=== Record extracts ===
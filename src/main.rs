use batch_selector::{
    config::Config,
    state::{LocalProcessor, StateCache},
    BatchNum, BatchOrchestrator, OnChainTransaction, PoolTransaction,
};
use serde::Deserialize;
use std::sync::Arc;
use tokio::sync::Mutex;
use tracing::info;

/// Everything one selection needs, as read from disk
#[derive(Debug, Deserialize)]
struct Snapshot {
    cache: StateCache,
    pending: Vec<PoolTransaction>,
    #[serde(default)]
    fixed_on_chain: Vec<OnChainTransaction>,
    #[serde(default)]
    future_on_chain: Vec<OnChainTransaction>,
    next_batch: BatchNum,
}

/// Selects one batch from a ledger snapshot and prints it as JSON.
///
/// Usage: `batch-selector <config.toml> <snapshot.json> [--streaming]`
#[tokio::main]
async fn main() -> anyhow::Result<()> {
    tracing_subscriber::fmt::init();

    let args: Vec<String> = std::env::args().skip(1).collect();
    let streaming = args.iter().any(|arg| arg == "--streaming");
    let paths: Vec<&String> = args.iter().filter(|arg| !arg.starts_with("--")).collect();
    let [config_path, snapshot_path] = paths.as_slice() else {
        anyhow::bail!("usage: batch-selector <config.toml> <snapshot.json> [--streaming]");
    };

    let config = Config::load(config_path)?;
    info!("Selector starting with config: {:?}", config);

    let snapshot: Snapshot = serde_json::from_str(&std::fs::read_to_string(snapshot_path)?)?;
    info!(
        "Loaded snapshot: {} accounts, {} pending txs, batch {}",
        snapshot.cache.len(),
        snapshot.pending.len(),
        snapshot.next_batch
    );

    // The cache doubles as the authorization source
    let auths = Arc::new(snapshot.cache.clone());
    let processor = Arc::new(Mutex::new(LocalProcessor::new(snapshot.cache)));
    let orchestrator = BatchOrchestrator::new(processor, auths, &config);

    let selection = if streaming {
        orchestrator
            .select_streaming(
                snapshot.pending,
                snapshot.fixed_on_chain,
                snapshot.future_on_chain,
                snapshot.next_batch,
            )
            .await?
    } else {
        orchestrator
            .select_grouped(
                snapshot.pending,
                snapshot.fixed_on_chain,
                snapshot.future_on_chain,
                snapshot.next_batch,
            )
            .await?
    };

    println!("{}", serde_json::to_string_pretty(&selection)?);
    Ok(())
}
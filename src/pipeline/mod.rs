//! Verification Pipeline Module
//!
//! One streaming selection pass over an ordered list of pool transactions. The checks run as
//! concurrent stages connected by bounded queues:
//!
//! 1. Feed
//! 2. Validity window against the batch being built
//! 3. Zero-amount exits
//! 4. Capacity, balance, nonce and destination checks, synthesizing account creations
//! 5. Application through the state processor
//!
//! Creations are applied by a dedicated task; the verify stage waits for each one before it
//! forwards the transaction that needed it. It also waits for the pool applier before
//! checking a sender with a transaction still in flight, and before any atomic member.
//! The first atomic failure aborts the pass.

mod context;
mod stages;

#[cfg(test)]
mod tests;

pub use context::CapacityContext;
pub use stages::RejectionClass;

use crate::config::{PipelineConfig, SelectionConfig};
use crate::error::SelectionError;
use crate::pool::FailedAtomicGroup;
use crate::state::{AuthorizationSource, StateProcessor};
use crate::types::{BatchNum, CoordinatorAccount, OnChainTransaction, PoolTransaction, RejectedTx};
use ethers::types::Bytes;
use stages::{Outcome, VerifyStage};
use std::sync::Arc;
use tokio::sync::{mpsc, oneshot, Mutex};
use tokio::task::JoinSet;
use tracing::{debug, error, warn};

/// Result of one pass
#[derive(Debug, Clone, Default)]
pub struct PassOutcome {
    /// Applied transactions, in application order
    pub selected: Vec<PoolTransaction>,
    /// Rejected for now, may succeed in a later pass
    pub non_selected: Vec<RejectedTx>,
    /// Can never be forged
    pub unforgeable: Vec<RejectedTx>,
    /// Creations synthesized during the pass, in position order
    pub on_chain: Vec<OnChainTransaction>,
    /// Authorizations of `on_chain`, in the same order
    pub auths: Vec<Bytes>,
    /// Set when an atomic member was rejected; the rest of the pass is then void
    pub failed_group: Option<FailedAtomicGroup>,
    /// Counters after the pass
    pub context: CapacityContext,
}

/// Streaming verifier sharing one processor between its stages
pub struct VerificationPipeline<P, A: ?Sized> {
    processor: Arc<Mutex<P>>,
    auths: Arc<A>,
    config: SelectionConfig,
    coordinator: CoordinatorAccount,
    future: Arc<[OnChainTransaction]>,
    channel_capacity: usize,
}

impl<P, A> VerificationPipeline<P, A>
where
    P: StateProcessor + Send + 'static,
    A: AuthorizationSource + Send + Sync + ?Sized + 'static,
{
    pub fn new(
        processor: Arc<Mutex<P>>,
        auths: Arc<A>,
        config: SelectionConfig,
        coordinator: CoordinatorAccount,
        pipeline: &PipelineConfig,
    ) -> Self {
        Self {
            processor,
            auths,
            config,
            coordinator,
            future: Arc::from(Vec::new()),
            channel_capacity: pipeline.channel_capacity.max(1),
        }
    }

    /// On-chain transactions fixed for a later batch, consulted before creating accounts
    pub fn with_future(mut self, future: Vec<OnChainTransaction>) -> Self {
        self.future = Arc::from(future);
        self
    }

    /// Verifies and applies `txs` in order
    ///
    /// # Arguments
    /// * `txs` - Scheduled pool transactions
    /// * `next_batch` - Number of the batch being built
    /// * `context` - Counters left by the fixed on-chain transactions and earlier passes
    ///
    /// # Returns
    /// * `Ok(PassOutcome)` once every transaction is resolved, or early with `failed_group`
    ///   set when an atomic member is rejected
    /// * `Err` on a collaborator failure or if a stage dies
    pub async fn run(
        &self,
        txs: Vec<PoolTransaction>,
        next_batch: BatchNum,
        context: CapacityContext,
    ) -> Result<PassOutcome, SelectionError> {
        let total = txs.len();
        let capacity = self.channel_capacity;
        debug!(txs = total, next_batch, ?context, "Starting verification pass");

        // Step 1: Wire the stages
        let (feed_tx, feed_rx) = mpsc::channel(capacity);
        let (window_tx, window_rx) = mpsc::channel(capacity);
        let (exit_tx, exit_rx) = mpsc::channel(capacity);
        let (verified_tx, verified_rx) = mpsc::channel(capacity);
        let (creation_tx, creation_rx) = mpsc::channel(capacity);
        let (outcome_tx, mut outcome_rx) = mpsc::channel(capacity);
        let (done_tx, done_rx) = oneshot::channel();

        let verify = VerifyStage {
            processor: self.processor.clone(),
            auths: self.auths.clone(),
            config: self.config,
            coordinator: self.coordinator.clone(),
            future: self.future.clone(),
            context,
            applier: creation_tx,
            in_flight: Vec::new(),
        };

        let mut tasks = JoinSet::new();
        tasks.spawn(stages::feed(txs, feed_tx));
        tasks.spawn(stages::check_max_batch(
            next_batch,
            feed_rx,
            window_tx,
            outcome_tx.clone(),
        ));
        tasks.spawn(stages::check_zero_exit(window_rx, exit_tx, outcome_tx.clone()));
        tasks.spawn(verify.run(exit_rx, verified_tx, outcome_tx.clone(), done_tx));
        tasks.spawn(stages::apply_on_chain(self.processor.clone(), creation_rx));
        tasks.spawn(stages::apply_pool(
            self.processor.clone(),
            self.coordinator.clone(),
            verified_rx,
            outcome_tx,
        ));

        // Step 2: Collect until every transaction is resolved
        let mut pass = PassOutcome {
            context,
            ..PassOutcome::default()
        };
        let mut resolved = 0;
        while resolved < total {
            let Some(outcome) = outcome_rx.recv().await else {
                tasks.shutdown().await;
                return Err(SelectionError::PipelineClosed);
            };

            match outcome {
                Outcome::Selected(tx) => {
                    resolved += 1;
                    pass.selected.push(tx);
                }
                Outcome::Rejected { rejected, class } => {
                    resolved += 1;
                    match class {
                        RejectionClass::NonSelected => pass.non_selected.push(rejected),
                        RejectionClass::Unforgeable => pass.unforgeable.push(rejected),
                    }
                }
                Outcome::Synthesized { tx, auth } => {
                    pass.on_chain.push(tx);
                    pass.auths.push(auth);
                }
                Outcome::FailedGroup(group) => {
                    warn!(group = ?group.id, failed_tx = ?group.failed_tx, reason = %group.reason, "Aborting pass on failed atomic group");
                    tasks.shutdown().await;
                    pass.failed_group = Some(group);
                    return Ok(pass);
                }
                Outcome::Fatal(err) => {
                    error!(error = %err, "Aborting pass");
                    tasks.shutdown().await;
                    return Err(err);
                }
            }
        }

        // Step 3: Let the stages drain and hand back the counters
        pass.context = done_rx.await.map_err(|_| SelectionError::PipelineClosed)?;
        while let Some(joined) = tasks.join_next().await {
            if let Err(err) = joined {
                error!(error = %err, "Pipeline stage died");
                return Err(SelectionError::PipelineClosed);
            }
        }

        debug!(
            selected = pass.selected.len(),
            non_selected = pass.non_selected.len(),
            unforgeable = pass.unforgeable.len(),
            synthesized = pass.on_chain.len(),
            "Verification pass finished"
        );
        Ok(pass)
    }
}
===
> Task directions
Work out how many lines above contain "resolved", then write only that number.

> Output for this task
6